§ **WHAT YOU SHOULD DO**:
Each line of the entries that mentions the string "query" needs to be reported.

□ □ □ □ □

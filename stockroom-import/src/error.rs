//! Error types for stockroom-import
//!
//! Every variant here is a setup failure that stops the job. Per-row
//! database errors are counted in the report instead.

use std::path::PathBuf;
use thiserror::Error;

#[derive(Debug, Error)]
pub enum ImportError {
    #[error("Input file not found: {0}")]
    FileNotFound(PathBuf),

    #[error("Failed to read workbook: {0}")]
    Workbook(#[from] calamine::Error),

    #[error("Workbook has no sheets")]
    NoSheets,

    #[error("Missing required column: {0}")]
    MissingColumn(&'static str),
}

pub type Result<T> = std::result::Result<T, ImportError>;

□ □ □ □ □

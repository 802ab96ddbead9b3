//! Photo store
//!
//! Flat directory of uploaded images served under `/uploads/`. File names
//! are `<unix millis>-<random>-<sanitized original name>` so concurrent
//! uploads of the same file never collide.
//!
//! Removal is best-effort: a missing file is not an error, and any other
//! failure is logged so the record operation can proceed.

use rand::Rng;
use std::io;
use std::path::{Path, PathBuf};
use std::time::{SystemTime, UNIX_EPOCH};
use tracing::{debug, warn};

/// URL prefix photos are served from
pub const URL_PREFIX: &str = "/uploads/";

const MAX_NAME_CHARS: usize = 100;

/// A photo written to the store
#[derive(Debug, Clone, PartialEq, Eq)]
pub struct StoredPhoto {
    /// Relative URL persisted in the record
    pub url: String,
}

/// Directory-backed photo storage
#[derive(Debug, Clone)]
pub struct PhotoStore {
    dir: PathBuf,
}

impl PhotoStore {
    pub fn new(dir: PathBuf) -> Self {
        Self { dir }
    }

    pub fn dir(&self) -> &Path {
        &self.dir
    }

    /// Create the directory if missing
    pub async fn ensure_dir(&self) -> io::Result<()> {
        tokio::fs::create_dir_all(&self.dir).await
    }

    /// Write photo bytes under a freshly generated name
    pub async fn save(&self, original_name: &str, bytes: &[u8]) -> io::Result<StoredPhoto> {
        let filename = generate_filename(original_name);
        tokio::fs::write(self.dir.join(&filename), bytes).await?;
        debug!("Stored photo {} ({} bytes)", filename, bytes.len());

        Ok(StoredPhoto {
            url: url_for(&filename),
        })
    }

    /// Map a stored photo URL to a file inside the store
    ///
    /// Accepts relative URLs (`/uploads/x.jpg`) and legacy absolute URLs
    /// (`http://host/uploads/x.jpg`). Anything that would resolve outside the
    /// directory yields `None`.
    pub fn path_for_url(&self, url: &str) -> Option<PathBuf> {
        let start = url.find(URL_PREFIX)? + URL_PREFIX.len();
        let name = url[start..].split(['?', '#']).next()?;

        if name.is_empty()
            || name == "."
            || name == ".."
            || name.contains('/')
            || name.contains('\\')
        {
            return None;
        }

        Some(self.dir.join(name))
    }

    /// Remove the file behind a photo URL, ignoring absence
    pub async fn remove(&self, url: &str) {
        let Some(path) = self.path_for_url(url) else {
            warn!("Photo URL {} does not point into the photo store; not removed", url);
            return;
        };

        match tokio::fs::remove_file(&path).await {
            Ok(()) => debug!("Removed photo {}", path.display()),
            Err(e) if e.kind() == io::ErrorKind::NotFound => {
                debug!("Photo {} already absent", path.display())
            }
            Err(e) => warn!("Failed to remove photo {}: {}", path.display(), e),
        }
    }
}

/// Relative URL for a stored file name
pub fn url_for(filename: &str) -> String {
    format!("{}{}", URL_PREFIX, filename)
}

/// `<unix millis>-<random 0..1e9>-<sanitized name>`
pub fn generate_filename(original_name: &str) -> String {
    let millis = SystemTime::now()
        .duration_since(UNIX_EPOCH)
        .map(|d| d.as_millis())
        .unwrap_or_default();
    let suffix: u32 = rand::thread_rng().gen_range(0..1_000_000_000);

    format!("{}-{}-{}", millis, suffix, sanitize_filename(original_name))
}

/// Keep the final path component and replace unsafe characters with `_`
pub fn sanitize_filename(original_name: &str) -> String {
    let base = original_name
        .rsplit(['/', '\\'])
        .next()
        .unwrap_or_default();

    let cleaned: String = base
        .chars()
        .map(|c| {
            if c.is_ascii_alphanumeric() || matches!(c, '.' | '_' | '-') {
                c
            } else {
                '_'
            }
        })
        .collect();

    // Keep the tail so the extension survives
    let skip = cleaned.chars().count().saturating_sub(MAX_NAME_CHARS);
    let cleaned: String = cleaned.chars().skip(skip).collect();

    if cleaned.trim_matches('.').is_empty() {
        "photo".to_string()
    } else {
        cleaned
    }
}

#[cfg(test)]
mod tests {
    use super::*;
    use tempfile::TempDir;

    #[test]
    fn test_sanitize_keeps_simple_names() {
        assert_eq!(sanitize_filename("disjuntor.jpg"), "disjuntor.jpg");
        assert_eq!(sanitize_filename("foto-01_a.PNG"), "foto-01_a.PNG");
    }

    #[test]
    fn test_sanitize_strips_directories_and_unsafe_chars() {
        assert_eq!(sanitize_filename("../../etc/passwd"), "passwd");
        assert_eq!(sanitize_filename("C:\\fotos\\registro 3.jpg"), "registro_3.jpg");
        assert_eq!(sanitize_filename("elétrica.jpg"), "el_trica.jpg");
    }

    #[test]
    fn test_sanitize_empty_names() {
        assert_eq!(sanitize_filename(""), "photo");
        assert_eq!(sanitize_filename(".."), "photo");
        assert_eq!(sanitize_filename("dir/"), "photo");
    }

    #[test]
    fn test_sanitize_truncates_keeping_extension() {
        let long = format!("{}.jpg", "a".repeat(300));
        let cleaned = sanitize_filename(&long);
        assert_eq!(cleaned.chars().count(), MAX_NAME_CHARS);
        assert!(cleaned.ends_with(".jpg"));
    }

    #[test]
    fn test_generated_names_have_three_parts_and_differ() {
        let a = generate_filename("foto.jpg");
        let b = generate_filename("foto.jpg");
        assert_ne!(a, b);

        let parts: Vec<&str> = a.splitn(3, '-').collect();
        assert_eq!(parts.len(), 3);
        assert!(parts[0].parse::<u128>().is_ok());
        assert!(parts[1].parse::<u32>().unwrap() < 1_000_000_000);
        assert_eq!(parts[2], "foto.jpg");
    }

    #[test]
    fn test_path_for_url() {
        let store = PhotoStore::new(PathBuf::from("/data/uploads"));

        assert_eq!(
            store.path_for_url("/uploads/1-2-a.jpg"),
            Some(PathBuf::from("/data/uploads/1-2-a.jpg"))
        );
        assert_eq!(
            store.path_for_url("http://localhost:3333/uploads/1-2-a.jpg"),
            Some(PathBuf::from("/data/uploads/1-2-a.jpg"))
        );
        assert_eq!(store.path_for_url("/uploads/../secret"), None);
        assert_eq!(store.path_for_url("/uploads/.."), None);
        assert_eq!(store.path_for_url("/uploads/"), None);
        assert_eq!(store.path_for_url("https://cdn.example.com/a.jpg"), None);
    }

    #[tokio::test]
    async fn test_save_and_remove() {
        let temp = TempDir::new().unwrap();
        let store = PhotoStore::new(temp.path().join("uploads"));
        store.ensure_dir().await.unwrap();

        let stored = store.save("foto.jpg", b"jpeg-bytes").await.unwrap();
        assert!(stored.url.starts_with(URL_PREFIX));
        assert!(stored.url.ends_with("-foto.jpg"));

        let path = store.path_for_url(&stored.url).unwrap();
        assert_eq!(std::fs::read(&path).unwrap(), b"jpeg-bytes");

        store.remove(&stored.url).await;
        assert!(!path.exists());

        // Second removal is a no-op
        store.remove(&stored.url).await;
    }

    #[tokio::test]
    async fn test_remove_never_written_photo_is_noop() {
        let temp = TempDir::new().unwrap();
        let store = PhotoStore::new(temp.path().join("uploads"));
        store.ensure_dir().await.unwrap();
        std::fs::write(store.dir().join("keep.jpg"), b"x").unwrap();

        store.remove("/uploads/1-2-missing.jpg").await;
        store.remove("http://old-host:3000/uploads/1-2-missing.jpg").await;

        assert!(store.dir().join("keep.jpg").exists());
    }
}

□ □ □ □ □

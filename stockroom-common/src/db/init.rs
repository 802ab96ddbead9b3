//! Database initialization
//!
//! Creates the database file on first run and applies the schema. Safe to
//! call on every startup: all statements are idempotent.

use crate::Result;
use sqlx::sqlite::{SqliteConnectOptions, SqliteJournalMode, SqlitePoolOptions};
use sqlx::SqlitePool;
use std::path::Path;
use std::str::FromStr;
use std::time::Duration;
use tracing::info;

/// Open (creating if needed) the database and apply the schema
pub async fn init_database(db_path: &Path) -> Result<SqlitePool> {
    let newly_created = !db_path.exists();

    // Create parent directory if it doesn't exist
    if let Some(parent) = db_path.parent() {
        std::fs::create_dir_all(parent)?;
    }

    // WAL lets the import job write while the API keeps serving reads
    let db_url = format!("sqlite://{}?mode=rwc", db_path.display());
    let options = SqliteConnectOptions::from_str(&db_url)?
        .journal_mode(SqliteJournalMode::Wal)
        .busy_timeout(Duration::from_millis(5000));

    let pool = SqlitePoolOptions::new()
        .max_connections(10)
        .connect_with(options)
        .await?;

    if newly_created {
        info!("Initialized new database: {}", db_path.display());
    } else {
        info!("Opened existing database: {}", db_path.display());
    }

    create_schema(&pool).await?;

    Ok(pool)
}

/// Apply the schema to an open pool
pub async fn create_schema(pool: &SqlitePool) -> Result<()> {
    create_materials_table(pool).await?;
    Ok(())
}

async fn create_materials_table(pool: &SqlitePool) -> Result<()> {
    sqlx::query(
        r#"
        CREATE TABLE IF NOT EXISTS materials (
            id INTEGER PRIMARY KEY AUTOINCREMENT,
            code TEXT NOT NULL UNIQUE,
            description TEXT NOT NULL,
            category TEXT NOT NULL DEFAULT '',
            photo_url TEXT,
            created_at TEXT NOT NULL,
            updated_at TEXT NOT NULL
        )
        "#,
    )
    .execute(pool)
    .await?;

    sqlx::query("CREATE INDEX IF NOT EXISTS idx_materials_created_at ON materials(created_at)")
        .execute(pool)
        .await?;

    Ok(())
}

□ □ □ □ □

§ **RESULT**:
    sqlx::query(
    sqlx::query("CREATE INDEX IF NOT EXISTS idx_materials_created_at ON materials(created_at)")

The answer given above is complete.